[[ Supplied data open ]]
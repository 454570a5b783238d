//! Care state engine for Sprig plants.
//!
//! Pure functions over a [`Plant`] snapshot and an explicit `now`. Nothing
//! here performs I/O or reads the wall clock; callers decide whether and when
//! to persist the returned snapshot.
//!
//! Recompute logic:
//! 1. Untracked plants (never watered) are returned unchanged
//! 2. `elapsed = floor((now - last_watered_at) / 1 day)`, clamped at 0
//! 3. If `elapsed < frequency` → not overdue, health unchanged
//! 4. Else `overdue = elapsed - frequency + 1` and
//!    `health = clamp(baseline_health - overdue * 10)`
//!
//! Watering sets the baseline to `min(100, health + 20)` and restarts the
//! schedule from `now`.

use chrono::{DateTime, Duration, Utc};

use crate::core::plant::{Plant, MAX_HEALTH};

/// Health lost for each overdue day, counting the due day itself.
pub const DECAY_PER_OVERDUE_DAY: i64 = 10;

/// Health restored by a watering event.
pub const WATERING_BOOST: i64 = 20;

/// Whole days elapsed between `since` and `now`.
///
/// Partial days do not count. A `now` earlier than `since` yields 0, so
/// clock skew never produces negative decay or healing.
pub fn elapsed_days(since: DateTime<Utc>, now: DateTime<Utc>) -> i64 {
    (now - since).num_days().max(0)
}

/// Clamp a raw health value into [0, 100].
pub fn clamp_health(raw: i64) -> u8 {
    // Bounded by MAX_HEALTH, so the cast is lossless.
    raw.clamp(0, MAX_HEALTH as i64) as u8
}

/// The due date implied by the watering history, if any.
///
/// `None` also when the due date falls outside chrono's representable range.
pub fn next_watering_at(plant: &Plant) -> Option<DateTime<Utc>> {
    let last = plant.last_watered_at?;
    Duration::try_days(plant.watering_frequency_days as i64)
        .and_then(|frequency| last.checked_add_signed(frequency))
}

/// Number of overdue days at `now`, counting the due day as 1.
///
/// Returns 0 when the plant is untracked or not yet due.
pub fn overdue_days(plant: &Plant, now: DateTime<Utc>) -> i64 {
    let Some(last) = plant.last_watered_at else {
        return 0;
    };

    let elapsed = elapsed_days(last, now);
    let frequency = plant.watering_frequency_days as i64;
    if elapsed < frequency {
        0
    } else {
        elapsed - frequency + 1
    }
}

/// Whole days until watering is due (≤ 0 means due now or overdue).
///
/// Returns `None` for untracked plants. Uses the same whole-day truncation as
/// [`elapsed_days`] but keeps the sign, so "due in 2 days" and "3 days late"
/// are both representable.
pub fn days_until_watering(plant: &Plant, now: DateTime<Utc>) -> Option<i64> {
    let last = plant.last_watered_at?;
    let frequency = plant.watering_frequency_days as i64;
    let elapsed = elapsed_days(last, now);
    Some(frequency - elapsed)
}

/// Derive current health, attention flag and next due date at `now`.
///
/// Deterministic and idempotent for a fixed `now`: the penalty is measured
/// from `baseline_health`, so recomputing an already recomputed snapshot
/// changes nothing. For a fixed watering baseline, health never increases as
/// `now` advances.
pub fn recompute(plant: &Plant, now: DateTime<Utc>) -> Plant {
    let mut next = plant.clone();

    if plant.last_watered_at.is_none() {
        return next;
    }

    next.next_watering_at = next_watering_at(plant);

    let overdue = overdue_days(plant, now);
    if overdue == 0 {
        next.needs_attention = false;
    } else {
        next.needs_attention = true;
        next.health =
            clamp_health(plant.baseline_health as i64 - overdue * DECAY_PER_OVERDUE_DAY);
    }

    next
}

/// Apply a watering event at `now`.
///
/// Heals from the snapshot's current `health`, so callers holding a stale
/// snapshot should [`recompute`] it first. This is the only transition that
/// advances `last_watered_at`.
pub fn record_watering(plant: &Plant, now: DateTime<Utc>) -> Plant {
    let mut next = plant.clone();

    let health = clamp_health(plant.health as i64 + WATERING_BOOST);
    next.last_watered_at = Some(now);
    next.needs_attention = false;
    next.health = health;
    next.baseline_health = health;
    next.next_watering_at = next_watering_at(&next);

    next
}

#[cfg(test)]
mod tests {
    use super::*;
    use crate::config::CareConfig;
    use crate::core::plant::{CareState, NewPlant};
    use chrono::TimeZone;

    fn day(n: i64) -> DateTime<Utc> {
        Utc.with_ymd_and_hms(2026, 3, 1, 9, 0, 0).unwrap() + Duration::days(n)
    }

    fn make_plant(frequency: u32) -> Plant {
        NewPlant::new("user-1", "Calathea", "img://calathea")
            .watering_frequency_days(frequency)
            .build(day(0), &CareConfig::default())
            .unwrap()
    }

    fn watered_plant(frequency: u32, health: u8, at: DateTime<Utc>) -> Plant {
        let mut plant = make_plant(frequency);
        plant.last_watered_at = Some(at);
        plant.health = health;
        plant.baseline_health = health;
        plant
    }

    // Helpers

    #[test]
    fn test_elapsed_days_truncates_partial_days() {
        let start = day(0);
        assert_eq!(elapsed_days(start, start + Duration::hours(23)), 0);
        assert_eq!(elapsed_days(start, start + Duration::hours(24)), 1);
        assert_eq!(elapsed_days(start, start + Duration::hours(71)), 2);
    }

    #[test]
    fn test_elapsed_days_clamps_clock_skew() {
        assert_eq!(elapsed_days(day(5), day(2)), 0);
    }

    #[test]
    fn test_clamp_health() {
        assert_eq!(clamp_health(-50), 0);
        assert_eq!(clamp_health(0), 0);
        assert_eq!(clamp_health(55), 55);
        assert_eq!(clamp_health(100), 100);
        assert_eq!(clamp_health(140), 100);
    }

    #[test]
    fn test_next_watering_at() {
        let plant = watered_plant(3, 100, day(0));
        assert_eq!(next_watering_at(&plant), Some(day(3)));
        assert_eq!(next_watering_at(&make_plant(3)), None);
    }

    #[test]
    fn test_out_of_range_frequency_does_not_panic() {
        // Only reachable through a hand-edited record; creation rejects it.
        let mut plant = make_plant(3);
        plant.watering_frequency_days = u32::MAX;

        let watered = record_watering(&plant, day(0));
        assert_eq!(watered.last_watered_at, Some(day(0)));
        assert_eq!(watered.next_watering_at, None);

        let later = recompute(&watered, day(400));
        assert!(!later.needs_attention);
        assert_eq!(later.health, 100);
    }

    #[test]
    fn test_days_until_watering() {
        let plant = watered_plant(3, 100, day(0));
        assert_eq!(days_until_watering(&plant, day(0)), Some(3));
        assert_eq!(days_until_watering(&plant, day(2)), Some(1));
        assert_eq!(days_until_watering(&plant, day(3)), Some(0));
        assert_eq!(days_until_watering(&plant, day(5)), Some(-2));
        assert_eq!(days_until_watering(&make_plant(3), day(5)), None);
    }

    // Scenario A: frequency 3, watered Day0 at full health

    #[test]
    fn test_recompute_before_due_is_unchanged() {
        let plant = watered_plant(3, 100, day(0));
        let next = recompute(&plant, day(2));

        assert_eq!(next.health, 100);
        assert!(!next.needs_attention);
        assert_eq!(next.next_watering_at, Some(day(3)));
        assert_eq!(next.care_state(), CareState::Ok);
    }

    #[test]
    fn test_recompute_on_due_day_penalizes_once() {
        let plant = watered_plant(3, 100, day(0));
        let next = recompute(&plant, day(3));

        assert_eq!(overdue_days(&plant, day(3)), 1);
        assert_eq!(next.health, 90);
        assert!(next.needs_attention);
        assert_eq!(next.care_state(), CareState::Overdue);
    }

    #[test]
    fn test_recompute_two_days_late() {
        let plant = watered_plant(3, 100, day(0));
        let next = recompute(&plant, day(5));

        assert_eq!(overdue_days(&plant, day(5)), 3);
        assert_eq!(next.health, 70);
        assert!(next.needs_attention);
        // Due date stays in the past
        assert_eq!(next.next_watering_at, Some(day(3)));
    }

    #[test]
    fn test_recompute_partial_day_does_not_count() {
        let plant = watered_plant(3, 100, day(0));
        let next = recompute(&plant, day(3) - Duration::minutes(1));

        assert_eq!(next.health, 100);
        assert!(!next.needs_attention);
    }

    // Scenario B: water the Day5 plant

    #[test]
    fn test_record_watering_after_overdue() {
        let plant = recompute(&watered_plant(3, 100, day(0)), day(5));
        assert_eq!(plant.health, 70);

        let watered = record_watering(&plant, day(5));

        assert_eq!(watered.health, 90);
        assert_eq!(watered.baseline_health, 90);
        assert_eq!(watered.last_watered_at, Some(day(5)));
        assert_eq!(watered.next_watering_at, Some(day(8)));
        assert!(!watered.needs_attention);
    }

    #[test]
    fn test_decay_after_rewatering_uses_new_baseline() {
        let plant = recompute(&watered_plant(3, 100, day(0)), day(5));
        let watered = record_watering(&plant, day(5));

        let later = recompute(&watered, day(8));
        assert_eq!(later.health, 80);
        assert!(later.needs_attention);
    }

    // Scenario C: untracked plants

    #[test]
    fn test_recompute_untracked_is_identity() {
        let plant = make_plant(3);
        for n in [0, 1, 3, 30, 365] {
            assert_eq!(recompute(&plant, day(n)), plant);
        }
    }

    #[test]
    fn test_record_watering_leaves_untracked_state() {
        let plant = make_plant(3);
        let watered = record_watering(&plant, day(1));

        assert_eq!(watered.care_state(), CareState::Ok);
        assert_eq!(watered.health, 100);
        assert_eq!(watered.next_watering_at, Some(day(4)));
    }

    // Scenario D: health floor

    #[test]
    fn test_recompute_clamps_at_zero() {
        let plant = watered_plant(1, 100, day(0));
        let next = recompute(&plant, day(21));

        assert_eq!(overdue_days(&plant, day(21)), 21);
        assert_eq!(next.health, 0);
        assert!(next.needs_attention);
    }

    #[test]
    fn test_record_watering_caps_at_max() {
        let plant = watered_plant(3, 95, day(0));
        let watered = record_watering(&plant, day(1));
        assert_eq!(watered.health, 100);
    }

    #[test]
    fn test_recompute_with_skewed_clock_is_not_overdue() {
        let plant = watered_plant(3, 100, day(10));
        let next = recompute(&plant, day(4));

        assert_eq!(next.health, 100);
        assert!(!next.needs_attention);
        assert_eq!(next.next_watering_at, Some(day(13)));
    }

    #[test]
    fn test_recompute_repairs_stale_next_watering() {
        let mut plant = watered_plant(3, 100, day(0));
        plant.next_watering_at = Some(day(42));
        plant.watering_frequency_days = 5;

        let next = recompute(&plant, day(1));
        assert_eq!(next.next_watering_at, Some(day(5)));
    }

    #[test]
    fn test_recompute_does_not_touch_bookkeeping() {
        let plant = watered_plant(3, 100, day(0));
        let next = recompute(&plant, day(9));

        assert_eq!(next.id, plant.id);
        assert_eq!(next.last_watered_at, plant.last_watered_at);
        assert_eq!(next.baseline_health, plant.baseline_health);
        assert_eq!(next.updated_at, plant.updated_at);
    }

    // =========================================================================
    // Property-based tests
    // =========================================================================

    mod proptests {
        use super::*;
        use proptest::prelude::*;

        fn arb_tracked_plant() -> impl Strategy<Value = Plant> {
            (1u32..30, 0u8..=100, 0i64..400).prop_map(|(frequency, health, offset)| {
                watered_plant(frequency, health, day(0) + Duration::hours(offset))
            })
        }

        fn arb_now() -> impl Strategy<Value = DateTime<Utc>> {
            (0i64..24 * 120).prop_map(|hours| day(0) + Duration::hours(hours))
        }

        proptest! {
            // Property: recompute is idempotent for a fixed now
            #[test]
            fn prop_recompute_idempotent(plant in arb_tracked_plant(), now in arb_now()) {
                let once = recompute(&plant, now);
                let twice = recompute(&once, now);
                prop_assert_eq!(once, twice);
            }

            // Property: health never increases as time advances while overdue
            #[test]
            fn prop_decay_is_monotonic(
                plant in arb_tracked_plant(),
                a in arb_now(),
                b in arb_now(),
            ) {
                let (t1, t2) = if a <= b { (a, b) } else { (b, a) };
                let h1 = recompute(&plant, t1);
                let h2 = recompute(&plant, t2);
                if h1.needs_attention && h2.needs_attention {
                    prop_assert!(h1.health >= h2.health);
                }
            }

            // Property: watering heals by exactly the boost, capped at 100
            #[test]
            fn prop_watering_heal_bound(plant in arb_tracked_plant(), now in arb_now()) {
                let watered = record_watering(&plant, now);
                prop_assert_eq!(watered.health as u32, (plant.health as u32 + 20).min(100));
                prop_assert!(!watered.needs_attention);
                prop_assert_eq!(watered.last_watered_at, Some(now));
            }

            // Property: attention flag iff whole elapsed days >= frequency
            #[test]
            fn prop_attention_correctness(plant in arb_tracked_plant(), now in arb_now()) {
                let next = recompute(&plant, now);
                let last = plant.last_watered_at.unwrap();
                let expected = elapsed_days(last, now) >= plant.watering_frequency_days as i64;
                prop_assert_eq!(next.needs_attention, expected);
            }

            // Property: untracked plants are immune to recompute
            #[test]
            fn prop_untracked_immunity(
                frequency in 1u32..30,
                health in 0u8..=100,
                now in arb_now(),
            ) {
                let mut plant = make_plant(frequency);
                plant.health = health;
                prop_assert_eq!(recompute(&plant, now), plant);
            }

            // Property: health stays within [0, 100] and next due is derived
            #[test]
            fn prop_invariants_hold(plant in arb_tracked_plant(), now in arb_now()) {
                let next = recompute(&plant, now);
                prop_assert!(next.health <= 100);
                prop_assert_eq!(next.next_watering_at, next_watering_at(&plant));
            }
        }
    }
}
[[ Supplied data closed ]]
[[ Supplied data open ]]
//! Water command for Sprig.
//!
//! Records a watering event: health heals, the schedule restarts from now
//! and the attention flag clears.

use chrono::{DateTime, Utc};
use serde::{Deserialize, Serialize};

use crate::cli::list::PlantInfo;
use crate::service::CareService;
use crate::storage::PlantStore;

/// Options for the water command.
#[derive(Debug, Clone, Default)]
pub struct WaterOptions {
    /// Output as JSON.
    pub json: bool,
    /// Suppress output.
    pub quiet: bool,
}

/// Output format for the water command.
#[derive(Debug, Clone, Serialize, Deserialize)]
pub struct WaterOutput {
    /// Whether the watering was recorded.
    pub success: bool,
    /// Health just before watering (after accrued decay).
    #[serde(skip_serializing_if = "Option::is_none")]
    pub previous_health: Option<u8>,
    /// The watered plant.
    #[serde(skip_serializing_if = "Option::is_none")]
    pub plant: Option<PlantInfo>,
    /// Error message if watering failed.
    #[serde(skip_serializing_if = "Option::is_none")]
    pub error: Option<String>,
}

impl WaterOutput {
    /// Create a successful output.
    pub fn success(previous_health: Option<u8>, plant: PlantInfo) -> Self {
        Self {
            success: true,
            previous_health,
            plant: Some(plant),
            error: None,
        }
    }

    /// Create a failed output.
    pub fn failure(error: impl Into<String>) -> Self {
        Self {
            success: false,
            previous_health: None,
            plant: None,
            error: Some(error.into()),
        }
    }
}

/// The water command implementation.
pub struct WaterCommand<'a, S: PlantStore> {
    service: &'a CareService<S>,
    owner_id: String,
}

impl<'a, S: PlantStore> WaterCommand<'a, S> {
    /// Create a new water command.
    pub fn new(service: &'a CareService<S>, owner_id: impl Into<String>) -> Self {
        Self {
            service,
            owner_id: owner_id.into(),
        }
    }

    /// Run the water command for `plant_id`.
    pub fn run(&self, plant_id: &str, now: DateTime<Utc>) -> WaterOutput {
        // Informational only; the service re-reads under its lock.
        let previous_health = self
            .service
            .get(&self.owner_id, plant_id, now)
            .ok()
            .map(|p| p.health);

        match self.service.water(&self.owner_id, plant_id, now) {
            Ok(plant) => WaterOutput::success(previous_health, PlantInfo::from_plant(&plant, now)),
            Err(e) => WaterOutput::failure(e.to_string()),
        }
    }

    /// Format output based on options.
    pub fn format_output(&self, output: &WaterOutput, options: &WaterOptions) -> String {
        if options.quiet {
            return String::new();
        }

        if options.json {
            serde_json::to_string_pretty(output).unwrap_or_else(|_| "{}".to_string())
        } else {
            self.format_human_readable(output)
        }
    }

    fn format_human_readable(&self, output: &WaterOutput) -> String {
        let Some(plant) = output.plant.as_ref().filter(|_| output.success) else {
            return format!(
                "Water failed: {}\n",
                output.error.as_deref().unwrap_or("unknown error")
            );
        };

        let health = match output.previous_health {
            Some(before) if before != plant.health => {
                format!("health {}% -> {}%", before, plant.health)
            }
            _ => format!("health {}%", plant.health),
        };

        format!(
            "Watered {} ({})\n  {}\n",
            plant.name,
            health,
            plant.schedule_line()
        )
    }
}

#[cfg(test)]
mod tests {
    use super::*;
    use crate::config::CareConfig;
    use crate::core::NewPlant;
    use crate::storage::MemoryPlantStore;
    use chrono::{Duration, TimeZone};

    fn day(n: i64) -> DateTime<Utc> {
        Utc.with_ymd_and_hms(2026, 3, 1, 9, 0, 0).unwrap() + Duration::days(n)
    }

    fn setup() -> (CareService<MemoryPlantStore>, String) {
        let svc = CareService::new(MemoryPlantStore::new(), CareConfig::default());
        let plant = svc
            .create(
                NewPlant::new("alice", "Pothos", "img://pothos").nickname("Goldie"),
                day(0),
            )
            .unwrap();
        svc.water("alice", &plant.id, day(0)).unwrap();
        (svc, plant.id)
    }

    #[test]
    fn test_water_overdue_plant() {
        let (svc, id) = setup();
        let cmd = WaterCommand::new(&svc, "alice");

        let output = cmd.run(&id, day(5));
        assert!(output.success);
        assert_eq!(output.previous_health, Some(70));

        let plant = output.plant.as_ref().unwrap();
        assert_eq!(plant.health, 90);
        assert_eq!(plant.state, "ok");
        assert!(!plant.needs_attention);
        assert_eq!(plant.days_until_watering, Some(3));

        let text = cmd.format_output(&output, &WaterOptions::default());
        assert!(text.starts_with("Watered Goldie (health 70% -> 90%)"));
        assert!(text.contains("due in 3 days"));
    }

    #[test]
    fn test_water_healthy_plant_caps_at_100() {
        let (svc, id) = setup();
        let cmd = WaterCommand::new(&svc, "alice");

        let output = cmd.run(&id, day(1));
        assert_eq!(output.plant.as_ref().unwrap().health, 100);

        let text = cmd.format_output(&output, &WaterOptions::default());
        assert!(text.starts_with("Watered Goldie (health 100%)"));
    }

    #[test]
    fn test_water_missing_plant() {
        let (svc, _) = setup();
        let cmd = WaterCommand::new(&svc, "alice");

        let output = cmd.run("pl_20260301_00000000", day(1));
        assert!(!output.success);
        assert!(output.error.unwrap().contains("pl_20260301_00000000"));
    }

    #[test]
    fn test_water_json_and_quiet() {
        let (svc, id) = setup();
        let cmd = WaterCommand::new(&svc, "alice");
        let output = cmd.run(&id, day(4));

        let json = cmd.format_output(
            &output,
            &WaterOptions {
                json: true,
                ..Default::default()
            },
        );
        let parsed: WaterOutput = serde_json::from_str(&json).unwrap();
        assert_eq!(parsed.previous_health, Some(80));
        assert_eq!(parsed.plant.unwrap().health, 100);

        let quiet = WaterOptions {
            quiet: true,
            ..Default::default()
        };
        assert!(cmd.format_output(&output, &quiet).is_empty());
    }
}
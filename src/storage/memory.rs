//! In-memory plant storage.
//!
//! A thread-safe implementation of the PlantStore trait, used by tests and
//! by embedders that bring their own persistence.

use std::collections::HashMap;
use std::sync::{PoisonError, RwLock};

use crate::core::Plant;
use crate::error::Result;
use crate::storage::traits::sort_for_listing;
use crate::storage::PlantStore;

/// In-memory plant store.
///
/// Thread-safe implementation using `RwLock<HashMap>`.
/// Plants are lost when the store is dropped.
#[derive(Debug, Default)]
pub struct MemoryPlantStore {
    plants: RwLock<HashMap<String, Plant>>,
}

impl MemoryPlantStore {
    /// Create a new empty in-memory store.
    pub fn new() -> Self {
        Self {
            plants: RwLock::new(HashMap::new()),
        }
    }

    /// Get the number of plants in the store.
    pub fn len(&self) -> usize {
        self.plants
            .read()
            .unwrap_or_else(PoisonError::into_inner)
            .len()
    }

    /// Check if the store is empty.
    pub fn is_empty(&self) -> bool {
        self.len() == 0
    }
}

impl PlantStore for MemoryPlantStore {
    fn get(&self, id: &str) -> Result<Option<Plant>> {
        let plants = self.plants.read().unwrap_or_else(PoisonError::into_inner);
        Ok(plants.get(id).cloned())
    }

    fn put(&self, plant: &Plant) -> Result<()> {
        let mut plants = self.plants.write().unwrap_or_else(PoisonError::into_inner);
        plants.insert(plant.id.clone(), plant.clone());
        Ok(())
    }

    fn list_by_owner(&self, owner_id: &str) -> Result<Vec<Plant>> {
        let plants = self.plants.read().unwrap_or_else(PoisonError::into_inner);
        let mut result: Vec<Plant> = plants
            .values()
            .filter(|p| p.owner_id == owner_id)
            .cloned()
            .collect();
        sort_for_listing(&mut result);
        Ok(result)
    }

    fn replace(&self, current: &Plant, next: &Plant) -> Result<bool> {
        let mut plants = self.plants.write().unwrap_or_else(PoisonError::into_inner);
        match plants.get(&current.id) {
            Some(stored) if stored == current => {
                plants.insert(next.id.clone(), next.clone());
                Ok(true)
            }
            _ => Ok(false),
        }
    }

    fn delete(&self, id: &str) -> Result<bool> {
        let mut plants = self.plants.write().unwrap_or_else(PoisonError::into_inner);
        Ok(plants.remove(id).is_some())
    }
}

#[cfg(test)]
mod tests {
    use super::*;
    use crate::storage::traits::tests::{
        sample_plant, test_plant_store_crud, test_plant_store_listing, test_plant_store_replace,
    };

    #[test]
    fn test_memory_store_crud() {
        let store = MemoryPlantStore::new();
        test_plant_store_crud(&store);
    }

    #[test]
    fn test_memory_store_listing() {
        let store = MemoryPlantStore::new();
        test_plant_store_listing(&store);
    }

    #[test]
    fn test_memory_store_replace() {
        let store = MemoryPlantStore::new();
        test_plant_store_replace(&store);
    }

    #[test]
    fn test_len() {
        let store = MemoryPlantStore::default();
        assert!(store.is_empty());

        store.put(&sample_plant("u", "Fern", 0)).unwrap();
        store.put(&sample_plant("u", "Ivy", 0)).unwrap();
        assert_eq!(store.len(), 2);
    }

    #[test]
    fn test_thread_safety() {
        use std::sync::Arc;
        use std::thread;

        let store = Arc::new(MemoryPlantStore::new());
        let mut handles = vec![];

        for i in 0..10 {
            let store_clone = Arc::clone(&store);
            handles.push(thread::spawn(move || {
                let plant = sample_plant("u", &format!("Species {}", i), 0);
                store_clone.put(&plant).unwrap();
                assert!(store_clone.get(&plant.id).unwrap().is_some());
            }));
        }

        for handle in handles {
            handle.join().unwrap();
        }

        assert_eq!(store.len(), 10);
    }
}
[[ Supplied data closed ]]
[[ Supplied data open ]]
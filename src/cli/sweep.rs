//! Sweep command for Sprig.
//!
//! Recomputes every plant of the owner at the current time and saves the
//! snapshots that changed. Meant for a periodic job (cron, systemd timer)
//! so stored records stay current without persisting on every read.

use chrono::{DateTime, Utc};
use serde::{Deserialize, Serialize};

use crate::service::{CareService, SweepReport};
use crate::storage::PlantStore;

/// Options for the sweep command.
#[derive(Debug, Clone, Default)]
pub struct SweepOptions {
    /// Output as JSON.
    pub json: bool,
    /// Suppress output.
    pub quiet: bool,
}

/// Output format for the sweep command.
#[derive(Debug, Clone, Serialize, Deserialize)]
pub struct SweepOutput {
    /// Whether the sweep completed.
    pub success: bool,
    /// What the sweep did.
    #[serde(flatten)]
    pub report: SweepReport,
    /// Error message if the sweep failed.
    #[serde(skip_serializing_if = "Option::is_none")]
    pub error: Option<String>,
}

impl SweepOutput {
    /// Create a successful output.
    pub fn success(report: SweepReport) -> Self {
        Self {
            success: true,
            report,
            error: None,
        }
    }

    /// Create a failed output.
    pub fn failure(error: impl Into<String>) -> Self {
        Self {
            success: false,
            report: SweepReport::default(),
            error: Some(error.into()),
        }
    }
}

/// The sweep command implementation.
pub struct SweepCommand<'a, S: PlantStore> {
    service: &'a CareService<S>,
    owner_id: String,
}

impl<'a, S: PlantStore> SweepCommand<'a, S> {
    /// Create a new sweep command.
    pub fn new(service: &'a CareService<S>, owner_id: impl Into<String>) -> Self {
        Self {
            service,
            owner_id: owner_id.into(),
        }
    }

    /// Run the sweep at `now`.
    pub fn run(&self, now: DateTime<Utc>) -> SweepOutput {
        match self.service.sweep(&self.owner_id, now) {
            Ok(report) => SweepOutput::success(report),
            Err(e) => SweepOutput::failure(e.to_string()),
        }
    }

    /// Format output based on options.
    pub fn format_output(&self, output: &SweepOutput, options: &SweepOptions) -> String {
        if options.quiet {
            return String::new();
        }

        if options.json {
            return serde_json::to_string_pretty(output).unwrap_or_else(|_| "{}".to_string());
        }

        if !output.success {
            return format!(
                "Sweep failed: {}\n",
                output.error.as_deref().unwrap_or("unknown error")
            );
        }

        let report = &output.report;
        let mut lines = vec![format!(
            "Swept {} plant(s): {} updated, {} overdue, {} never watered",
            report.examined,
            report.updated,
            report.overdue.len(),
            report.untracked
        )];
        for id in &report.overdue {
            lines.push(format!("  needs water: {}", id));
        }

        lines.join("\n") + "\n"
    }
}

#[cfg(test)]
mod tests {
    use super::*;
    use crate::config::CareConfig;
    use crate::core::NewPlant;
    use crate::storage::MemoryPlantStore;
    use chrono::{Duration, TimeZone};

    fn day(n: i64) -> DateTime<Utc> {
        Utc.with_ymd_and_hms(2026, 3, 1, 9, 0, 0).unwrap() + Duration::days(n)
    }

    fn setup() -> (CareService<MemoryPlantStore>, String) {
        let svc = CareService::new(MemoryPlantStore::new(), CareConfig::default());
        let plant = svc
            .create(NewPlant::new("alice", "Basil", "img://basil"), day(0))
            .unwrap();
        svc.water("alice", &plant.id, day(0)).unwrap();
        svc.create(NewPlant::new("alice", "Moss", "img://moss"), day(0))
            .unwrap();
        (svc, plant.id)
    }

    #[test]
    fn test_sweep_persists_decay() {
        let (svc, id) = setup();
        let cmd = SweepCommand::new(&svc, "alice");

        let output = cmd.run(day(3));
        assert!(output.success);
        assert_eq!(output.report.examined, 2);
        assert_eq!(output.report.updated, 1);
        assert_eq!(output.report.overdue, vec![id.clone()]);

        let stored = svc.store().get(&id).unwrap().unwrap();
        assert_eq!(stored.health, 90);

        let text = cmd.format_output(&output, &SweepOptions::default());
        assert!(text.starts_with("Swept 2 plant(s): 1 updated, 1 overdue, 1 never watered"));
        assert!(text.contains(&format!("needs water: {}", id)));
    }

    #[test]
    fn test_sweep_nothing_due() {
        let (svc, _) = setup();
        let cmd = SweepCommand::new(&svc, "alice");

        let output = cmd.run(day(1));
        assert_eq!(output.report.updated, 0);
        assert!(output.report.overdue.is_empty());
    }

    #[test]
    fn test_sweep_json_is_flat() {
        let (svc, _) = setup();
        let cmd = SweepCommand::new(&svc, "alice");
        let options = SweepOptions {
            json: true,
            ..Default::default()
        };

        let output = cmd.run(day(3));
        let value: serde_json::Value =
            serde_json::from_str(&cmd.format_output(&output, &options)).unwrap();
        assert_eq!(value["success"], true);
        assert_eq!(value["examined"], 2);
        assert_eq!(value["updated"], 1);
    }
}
[[ Supplied data closed ]]
**Requirement:**
Only those lines of the entries above that run from the line containing "sweep command implementation." to the line containing "pub fn run(&self, now: DateTime<Utc>)", both included, should be transcribed exactly.

**Expected answer:**
/// The sweep command implementation.
pub struct SweepCommand<'a, S: PlantStore> {
    service: &'a CareService<S>,
    owner_id: String,
}

impl<'a, S: PlantStore> SweepCommand<'a, S> {
    /// Create a new sweep command.
    pub fn new(service: &'a CareService<S>, owner_id: impl Into<String>) -> Self {
        Self {
            service,
            owner_id: owner_id.into(),
        }
    }

    /// Run the sweep at `now`.
    pub fn run(&self, now: DateTime<Utc>) -> SweepOutput {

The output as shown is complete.